CVE-2025-13362 is a Cross-Site Request Forgery (CSRF) vulnerability in the Norby AI WordPress plugin versions 1.0.0–1.0.3, allowing attackers to modify plugin settings via forged requests.
Am I affected by CVE-2025-13362 in Norby AI WordPress Plugin?
You are affected if your WordPress site uses the Norby AI plugin in versions 1.0.0 through 1.0.3. Upgrade to a patched version to resolve the vulnerability.
How do I fix CVE-2025-13362 in Norby AI WordPress Plugin?
The primary fix is to upgrade the Norby AI plugin to a version that addresses the CSRF vulnerability. As a temporary workaround, restrict access to the plugin's settings page.

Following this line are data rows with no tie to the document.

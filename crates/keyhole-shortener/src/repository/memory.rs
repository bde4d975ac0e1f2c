use crate::error::StorageError;
use crate::repository::{Repository, UrlRecord};
use async_trait::async_trait;
use dashmap::DashMap;

/// In-memory implementation of the Repository trait using DashMap.
///
/// DashMap's sharded locks let concurrent reads and writes to different
/// buckets proceed without blocking each other, which fits the
/// read-heavy redirect workload.
#[derive(Debug, Clone, Default)]
pub struct InMemoryRepository {
    storage: DashMap<u64, UrlRecord>,
}

impl InMemoryRepository {
    /// Creates a new in-memory repository.
    pub fn new() -> Self {
        Self {
            storage: DashMap::new(),
        }
    }
}

#[async_trait]
impl Repository for InMemoryRepository {
    async fn insert(&self, id: u64, record: UrlRecord) -> Result<(), StorageError> {
        if self.storage.contains_key(&id) {
            return Err(StorageError::Conflict(id));
        }
        self.storage.insert(id, record);
        Ok(())
    }

    async fn get(&self, id: u64) -> Result<Option<UrlRecord>, StorageError> {
        Ok(self.storage.get(&id).map(|entry| entry.value().clone()))
    }
}
use crate::allocator::IdAllocator;
use crate::error::ShortenerError;
use crate::repository::{Repository, UrlRecord};
use crate::shortener::{ShortLink, Shortener};
use async_trait::async_trait;
use jiff::Timestamp;
use keyhole_codec::Codec;
use std::sync::Arc;
use tracing::debug;

/// A concrete implementation of the `Shortener` trait.
///
/// Wraps a `Repository`, an `IdAllocator`, and the shared `Codec`:
/// shorten allocates an identifier, persists the record under it, and
/// encodes the code; resolve decodes the code and looks the record up.
/// The codec is constructed once at process start and shared read-only.
#[derive(Debug, Clone)]
pub struct ShortenerService<R, A> {
    repository: Arc<R>,
    allocator: Arc<A>,
    codec: Arc<Codec>,
}

impl<R: Repository, A: IdAllocator> ShortenerService<R, A> {
    pub fn new(repository: R, allocator: A, codec: Arc<Codec>) -> Self {
        Self {
            repository: Arc::new(repository),
            allocator: Arc::new(allocator),
            codec,
        }
    }

    /// Validates that the URL has an http or https scheme and a host.
    fn validate_url(url: &str) -> Result<(), ShortenerError> {
        if url.is_empty() {
            return Err(ShortenerError::InvalidUrl(
                "URL cannot be empty".to_string(),
            ));
        }

        let Some((scheme, rest)) = url.split_once("://") else {
            return Err(ShortenerError::InvalidUrl(format!(
                "URL must have a valid scheme and host: {}",
                url
            )));
        };

        if rest.is_empty() {
            return Err(ShortenerError::InvalidUrl(format!(
                "URL must have a valid scheme and host: {}",
                url
            )));
        }

        let scheme = scheme.to_lowercase();
        if scheme != "http" && scheme != "https" {
            return Err(ShortenerError::InvalidUrl(format!(
                "URL scheme must be http or https: {}",
                scheme
            )));
        }

        Ok(())
    }
}

#[async_trait]
impl<R: Repository, A: IdAllocator> Shortener for ShortenerService<R, A> {
    async fn shorten(&self, original_url: &str) -> Result<ShortLink, ShortenerError> {
        Self::validate_url(original_url)?;

        // The allocator guarantees a fresh identifier, so the insert
        // cannot conflict and the encoded code is unique.
        let id = self.allocator.allocate();

        let record = UrlRecord {
            original_url: original_url.to_string(),
            created_at: Timestamp::now(),
        };
        self.repository.insert(id, record).await?;

        let code = self.codec.encode(id);
        debug!(id, code = %code, "shortened url");

        Ok(ShortLink {
            code,
            original_url: original_url.to_string(),
        })
    }

    async fn resolve(&self, code: &str) -> Result<UrlRecord, ShortenerError> {
        // Decode-invalid is an expected outcome, not a fault: a code we
        // never issued and a missing record look identical to callers.
        let id = self
            .codec
            .decode(code)
            .map_err(|_| ShortenerError::NotFound)?;

        self.repository
            .get(id)
            .await?
            .ok_or(ShortenerError::NotFound)
    }
}
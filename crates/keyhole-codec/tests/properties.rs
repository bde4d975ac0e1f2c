//! Black-box property tests for the codec: round-tripping, minimum
//! length, alphabet closure, diffusion, and rejection of everything the
//! encoder never produced.

use keyhole_codec::{Codec, CodecSettings, InvalidCode, DEFAULT_ALPHABET};

fn codec() -> Codec {
    Codec::new(CodecSettings::builder().salt("url-shortener-secret-key").build()).unwrap()
}

#[test]
fn round_trip_over_a_dense_range() {
    let codec = codec();
    for id in 0..2_000 {
        let code = codec.encode(id);
        assert_eq!(codec.decode(&code), Ok(id), "id {id}");
    }
}

#[test]
fn round_trip_over_the_deployment_id_range() {
    // The allocator of the reference deployment starts at 62^5 so codes
    // begin life at six characters.
    let codec = codec();
    for id in 916_132_832..916_132_932 {
        let code = codec.encode(id);
        assert_eq!(codec.decode(&code), Ok(id), "id {id}");
    }
}

#[test]
fn codes_never_fall_below_the_minimum_length() {
    let codec = codec();
    for id in (0..50_000).step_by(61) {
        assert!(codec.encode(id).len() >= 6, "id {id}");
    }
}

#[test]
fn codes_only_use_configured_alphabet_symbols() {
    let codec = codec();
    for id in [0, 1, 99, 61_234, 916_132_832, u64::MAX] {
        let code = codec.encode(id);
        assert!(
            code.chars().all(|c| DEFAULT_ALPHABET.contains(c)),
            "id {id} produced {code}"
        );
    }
}

#[test]
fn sequential_ids_do_not_produce_sequential_codes() {
    let codec = codec();
    for id in 916_132_832..916_132_852 {
        let a = codec.encode(id);
        let b = codec.encode(id + 1);
        assert_ne!(a, b);

        // Visually sequential codes would agree everywhere except a
        // trailing digit; require at least two differing positions.
        let same = a.bytes().zip(b.bytes()).filter(|(x, y)| x == y).count();
        assert!(
            same <= a.len().saturating_sub(2),
            "codes for {id} and {} are near-sequential: {a} vs {b}",
            id + 1
        );
    }
}

#[test]
fn encoding_is_deterministic() {
    let codec = codec();
    for id in [0, 42, 916_132_832] {
        assert_eq!(codec.encode(id), codec.encode(id));
    }
}

#[test]
fn garbage_is_rejected() {
    let codec = codec();
    assert_eq!(codec.decode(""), Err(InvalidCode));
    assert_eq!(codec.decode("invalid!@#"), Err(InvalidCode));
    assert_eq!(codec.decode(" "), Err(InvalidCode));
    assert_eq!(codec.decode("with space"), Err(InvalidCode));
    assert_eq!(codec.decode("héllo"), Err(InvalidCode));
}

#[test]
fn separator_runs_are_structurally_invalid() {
    // Single-identifier codes never contain separator symbols in the
    // numeral run, whatever the salt, so these are rejected before the
    // round-trip comparison even happens.
    let codec = codec();
    for s in ["cfhistu", "tshifc", "CFHISTU", "cf", "cccccc"] {
        assert_eq!(codec.decode(s), Err(InvalidCode), "input {s}");
    }
}

#[test]
fn mechanical_decodes_must_survive_re_encoding() {
    // Same salt and alphabet, different minimum lengths: both codecs
    // derive identical alphabets, so a short code from one peels cleanly
    // in the other and yields a candidate identifier. Only the re-encode
    // comparison catches that the padding differs.
    let short = Codec::new(
        CodecSettings::builder()
            .salt("url-shortener-secret-key")
            .min_length(0)
            .build(),
    )
    .unwrap();
    let long = Codec::new(
        CodecSettings::builder()
            .salt("url-shortener-secret-key")
            .min_length(20)
            .build(),
    )
    .unwrap();

    for id in [0, 1, 42, 9_999] {
        let code = short.encode(id);
        assert!(code.len() < 20);
        assert_eq!(short.decode(&code), Ok(id));
        assert_eq!(long.decode(&code), Err(InvalidCode), "id {id}");
    }
}

#[test]
fn minimum_lengths_beyond_one_extension_round_still_hold() {
    // A single halved-alphabet extension adds one working alphabet's
    // worth of padding (44 characters for the default alphabet), so
    // these minimums force the padding loop through several rounds.
    for min_length in [64, 150] {
        let codec = Codec::new(
            CodecSettings::builder()
                .salt("url-shortener-secret-key")
                .min_length(min_length)
                .build(),
        )
        .unwrap();

        for id in [0, 42, 916_132_832] {
            let code = codec.encode(id);
            assert!(
                code.len() >= min_length,
                "id {id} gave {} chars for minimum {min_length}",
                code.len()
            );
            assert!(
                code.chars().all(|c| DEFAULT_ALPHABET.contains(c)),
                "id {id} produced a foreign character"
            );
            assert_eq!(codec.decode(&code), Ok(id), "id {id} at minimum {min_length}");
        }
    }
}

#[test]
fn tampered_codes_never_decode_to_the_original_identifier() {
    let codec = codec();
    let id = 916_132_832;
    let code = codec.encode(id);

    for pos in 0..code.len() {
        let mut bytes = code.clone().into_bytes();
        bytes[pos] = if bytes[pos] == b'a' { b'b' } else { b'a' };
        let tampered = String::from_utf8(bytes).unwrap();
        if tampered == code {
            continue;
        }
        assert_ne!(codec.decode(&tampered), Ok(id), "pos {pos}");
    }

    assert_ne!(codec.decode(&code[1..]), Ok(id));
    assert_ne!(codec.decode(&code[..code.len() - 1]), Ok(id));
    assert_ne!(codec.decode(&format!("{code}a")), Ok(id));
}

#[test]
fn codes_from_one_salt_are_invalid_under_another() {
    let codec_a = Codec::new(CodecSettings::builder().salt("salt-a").build()).unwrap();
    let codec_b = Codec::new(CodecSettings::builder().salt("salt-b").build()).unwrap();

    for id in [0_u64, 916_132_832] {
        let code = codec_a.encode(id);
        assert_eq!(codec_b.decode(&code), Err(InvalidCode), "id {id}");
        assert_eq!(codec_a.decode(&code), Ok(id));
    }
}

#[test]
fn distinct_ids_yield_distinct_codes() {
    let codec = codec();
    let mut seen = std::collections::HashSet::new();
    for id in 0..5_000 {
        assert!(seen.insert(codec.encode(id)), "collision at id {id}");
    }
}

Is CVE-2025-13362 being actively exploited?
As of December 5, 2025, there are no confirmed reports of active exploitation, but the vulnerability is considered potentially exploitable.
Where can I find the official Norby AI advisory for CVE-2025-13362?
Refer to the Norby AI plugin's official website or WordPress plugin repository for the latest advisory and update information.